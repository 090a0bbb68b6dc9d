use serde::Serialize;

use vocal_capture_core::{LevelSample, RecordingResult, RecordingState, SessionError, SessionObserver};

/// SessionObserver that prints every event as one JSON line on stdout.
pub struct ConsoleObserver {
    show_levels: bool,
}

impl ConsoleObserver {
    pub fn new(show_levels: bool) -> Self {
        Self { show_levels }
    }

    fn emit<T: Serialize>(&self, event: &str, payload: T) {
        match serde_json::to_string(&Event { event, payload }) {
            Ok(line) => println!("{}", line),
            Err(e) => log::warn!("Failed to serialize {} event: {}", event, e),
        }
    }
}

#[derive(Serialize)]
struct Event<'a, T> {
    event: &'a str,
    payload: T,
}

// -- Event payloads --

#[derive(Serialize)]
#[serde(rename_all = "camelCase")]
struct StateChangedPayload {
    state: &'static str,
    elapsed_secs: f64,
}

#[derive(Serialize)]
#[serde(rename_all = "camelCase")]
struct LevelsPayload {
    average: f32,
    peak: f32,
    meter: String,
}

#[derive(Serialize)]
#[serde(rename_all = "camelCase")]
struct ErrorPayload {
    kind: String,
    message: String,
}

#[derive(Serialize)]
#[serde(rename_all = "camelCase")]
struct FinishedPayload {
    id: String,
    mime_type: String,
    byte_length: usize,
    decoded: bool,
    duration_secs: f64,
}

impl SessionObserver for ConsoleObserver {
    fn on_state_changed(&self, state: &RecordingState) {
        self.emit(
            "state-changed",
            StateChangedPayload {
                state: state.label(),
                elapsed_secs: state.elapsed().unwrap_or(0.0),
            },
        );
    }

    fn on_levels_updated(&self, levels: &LevelSample) {
        if !self.show_levels {
            return;
        }
        self.emit(
            "levels-updated",
            LevelsPayload {
                average: levels.average,
                peak: levels.peak,
                meter: meter_bar(levels.peak, 20),
            },
        );
    }

    fn on_error(&self, error: &SessionError) {
        self.emit(
            "error",
            ErrorPayload {
                kind: error.kind.to_string(),
                message: error.message.clone(),
            },
        );
    }

    fn on_recording_finished(&self, result: &RecordingResult) {
        self.emit(
            "recording-finished",
            FinishedPayload {
                id: result.metadata.id.clone(),
                mime_type: result.mime_type.clone(),
                byte_length: result.raw.len(),
                decoded: result.is_decoded(),
                duration_secs: result.duration_secs,
            },
        );
    }
}

fn meter_bar(level: f32, width: usize) -> String {
    let filled = ((level.clamp(0.0, 1.0) * width as f32).round() as usize).min(width);
    format!("{}{}", "#".repeat(filled), "-".repeat(width - filled))
}

#[cfg(test)]
mod tests {
    use super::*;

    #[test]
    fn meter_bar_is_clamped() {
        assert_eq!(meter_bar(0.0, 4), "----");
        assert_eq!(meter_bar(0.5, 4), "##--");
        assert_eq!(meter_bar(3.0, 4), "####");
    }
}
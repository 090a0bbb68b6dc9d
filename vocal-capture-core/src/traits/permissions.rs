use std::future::Future;

use crate::models::audio_models::PermissionState;

/// Read-only microphone permission query.
///
/// Returns `None` when the host has no permission API; implementations must
/// never prompt the user.
pub trait PermissionQuery: Send + Sync + 'static {
    fn query_microphone(&self) -> impl Future<Output = Option<PermissionState>> + Send;
}

/// For hosts without a permission API.
#[derive(Debug, Clone, Copy, Default)]
pub struct NoPermissionApi;

impl PermissionQuery for NoPermissionApi {
    async fn query_microphone(&self) -> Option<PermissionState> {
        None
    }
}
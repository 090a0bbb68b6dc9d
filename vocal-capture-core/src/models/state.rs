use super::error::CaptureError;
use super::recording_result::RecordingMetadata;

/// Recording session state machine.
///
/// State transitions:
/// ```text
/// idle → requesting → recording → finalizing → completed / failed → idle
///            ↓
///          idle (precondition failure)
/// ```
#[derive(Debug, Clone, PartialEq)]
pub enum RecordingState {
    Idle,
    Requesting,
    Recording { elapsed_secs: f64 },
    Finalizing,
    Completed(Box<RecordingMetadata>),
    Failed(CaptureError),
}

impl RecordingState {
    pub fn is_idle(&self) -> bool {
        matches!(self, Self::Idle)
    }

    pub fn is_recording(&self) -> bool {
        matches!(self, Self::Recording { .. })
    }

    /// Whether a session currently owns (or is acquiring) capture resources.
    pub fn is_active(&self) -> bool {
        matches!(self, Self::Requesting | Self::Recording { .. } | Self::Finalizing)
    }

    pub fn is_terminal(&self) -> bool {
        matches!(self, Self::Completed(_) | Self::Failed(_))
    }

    pub fn elapsed(&self) -> Option<f64> {
        match self {
            Self::Recording { elapsed_secs } => Some(*elapsed_secs),
            Self::Completed(metadata) => Some(metadata.recorded_secs),
            _ => None,
        }
    }

    pub fn label(&self) -> &'static str {
        match self {
            Self::Idle => "idle",
            Self::Requesting => "requesting",
            Self::Recording { .. } => "recording",
            Self::Finalizing => "finalizing",
            Self::Completed(_) => "completed",
            Self::Failed(_) => "failed",
        }
    }
}
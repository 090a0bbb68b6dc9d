use std::fs;
use std::path::PathBuf;
use std::sync::Arc;
use std::time::Duration;

use anyhow::{Context, Result};
use clap::Args;
use serde::Serialize;

use vocal_capture_core::sim::{SimSettings, SimulatedPlatform, Tone, L16_MIME_TYPE};
use vocal_capture_core::{
    ContextState, EngineConfig, PermissionState, RecordingMetadata, RecordingOptions, SessionController,
};

use crate::observer::ConsoleObserver;

type Controller = SessionController<SimulatedPlatform, SimulatedPlatform, SimulatedPlatform, SimulatedPlatform>;

#[derive(Args)]
pub struct RecordArgs {
    /// Recording length in seconds
    #[arg(long, default_value_t = 2.0)]
    seconds: f64,

    /// Frequency of the simulated input tone in Hz
    #[arg(long, default_value_t = 440.0)]
    frequency: f32,

    /// Amplitude of the simulated input tone (0.0 - 1.0)
    #[arg(long, default_value_t = 0.5)]
    amplitude: f32,

    /// Encoder bit rate in bits per second
    #[arg(long)]
    bit_rate: Option<u32>,

    /// Recording options as the studio UI sends them, e.g. '{"audioConstraints":{"echoCancellation":false}}'
    #[arg(long)]
    options: Option<String>,

    /// Label the recording as raw PCM instead of the first browser container
    #[arg(long)]
    raw_pcm: bool,

    /// Print level updates on every tick
    #[arg(long)]
    levels: bool,

    /// Write the captured bytes here, with the metadata next to it as JSON
    #[arg(long)]
    output: Option<PathBuf>,
}

#[derive(Args)]
pub struct DiagnoseArgs {
    /// Simulate a host that cannot capture audio
    #[arg(long)]
    no_capture: bool,

    /// Simulate a denied microphone permission
    #[arg(long)]
    deny_permission: bool,

    /// Simulate a host whose audio context starts suspended
    #[arg(long)]
    suspended: bool,
}

#[derive(Serialize)]
#[serde(rename_all = "camelCase")]
struct Summary<'a> {
    decoded: bool,
    duration_secs: f64,
    sample_rate: f64,
    channels: u16,
    decode_error: Option<&'a str>,
    metadata: &'a RecordingMetadata,
}

fn controller(platform: &SimulatedPlatform, config: EngineConfig) -> Result<Controller> {
    SessionController::new(
        config,
        platform.clone(),
        platform.clone(),
        platform.clone(),
        platform.clone(),
    )
    .context("invalid engine configuration")
}

pub async fn record(args: RecordArgs) -> Result<()> {
    anyhow::ensure!(args.seconds > 0.0, "recording length must be positive");

    let mut options = match &args.options {
        Some(json) => RecordingOptions::from_json(json).map_err(anyhow::Error::msg)?,
        None => RecordingOptions::default(),
    };
    if args.bit_rate.is_some() {
        options.bit_rate = args.bit_rate;
    }

    let platform = SimulatedPlatform::new(SimSettings {
        tone: Some(Tone {
            frequency_hz: args.frequency,
            amplitude: args.amplitude.clamp(0.0, 1.0),
        }),
        ..Default::default()
    });
    let mut config = EngineConfig::default();
    if args.raw_pcm {
        config.mime_preferences.insert(0, L16_MIME_TYPE.to_string());
    }

    let mut controller = controller(&platform, config)?;
    controller.set_observer(Arc::new(ConsoleObserver::new(args.levels)));

    let handle = controller.start_recording(options).await?;
    log::info!("Recording {} for {:.1}s", handle.id, args.seconds);
    tokio::time::sleep(Duration::from_secs_f64(args.seconds)).await;

    let result = controller.stop_recording().await;
    controller.cleanup().await;
    let result = result?;

    let summary = Summary {
        decoded: result.is_decoded(),
        duration_secs: result.duration_secs,
        sample_rate: result.sample_rate,
        channels: result.channels,
        decode_error: result.decode_error.as_deref(),
        metadata: &result.metadata,
    };
    println!("{}", serde_json::to_string_pretty(&summary)?);

    if let Some(path) = &args.output {
        fs::write(path, &result.raw).with_context(|| format!("failed to write {}", path.display()))?;
        let metadata_path = path.with_extension("json");
        let json = result.metadata.to_json().map_err(anyhow::Error::msg)?;
        fs::write(&metadata_path, json).with_context(|| format!("failed to write {}", metadata_path.display()))?;
        log::info!("Saved {} bytes to {}", result.raw.len(), path.display());
    }
    Ok(())
}

pub async fn diagnose(args: DiagnoseArgs) -> Result<()> {
    let mut settings = SimSettings {
        capture_supported: !args.no_capture,
        ..Default::default()
    };
    if args.deny_permission {
        settings.permission = Some(PermissionState::Denied);
    }
    if args.suspended {
        settings.initial_context_state = ContextState::Suspended;
    }
    let platform = SimulatedPlatform::new(settings);
    let controller = controller(&platform, EngineConfig::default())?;

    let report = controller.diagnostics().await;
    println!("{}", serde_json::to_string_pretty(&report)?);
    Ok(())
}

•••

* **Exercise objective**:
From the records above, report the count of lines containing "SimulatedPlatform" and nothing more.

* **Expected output**:
5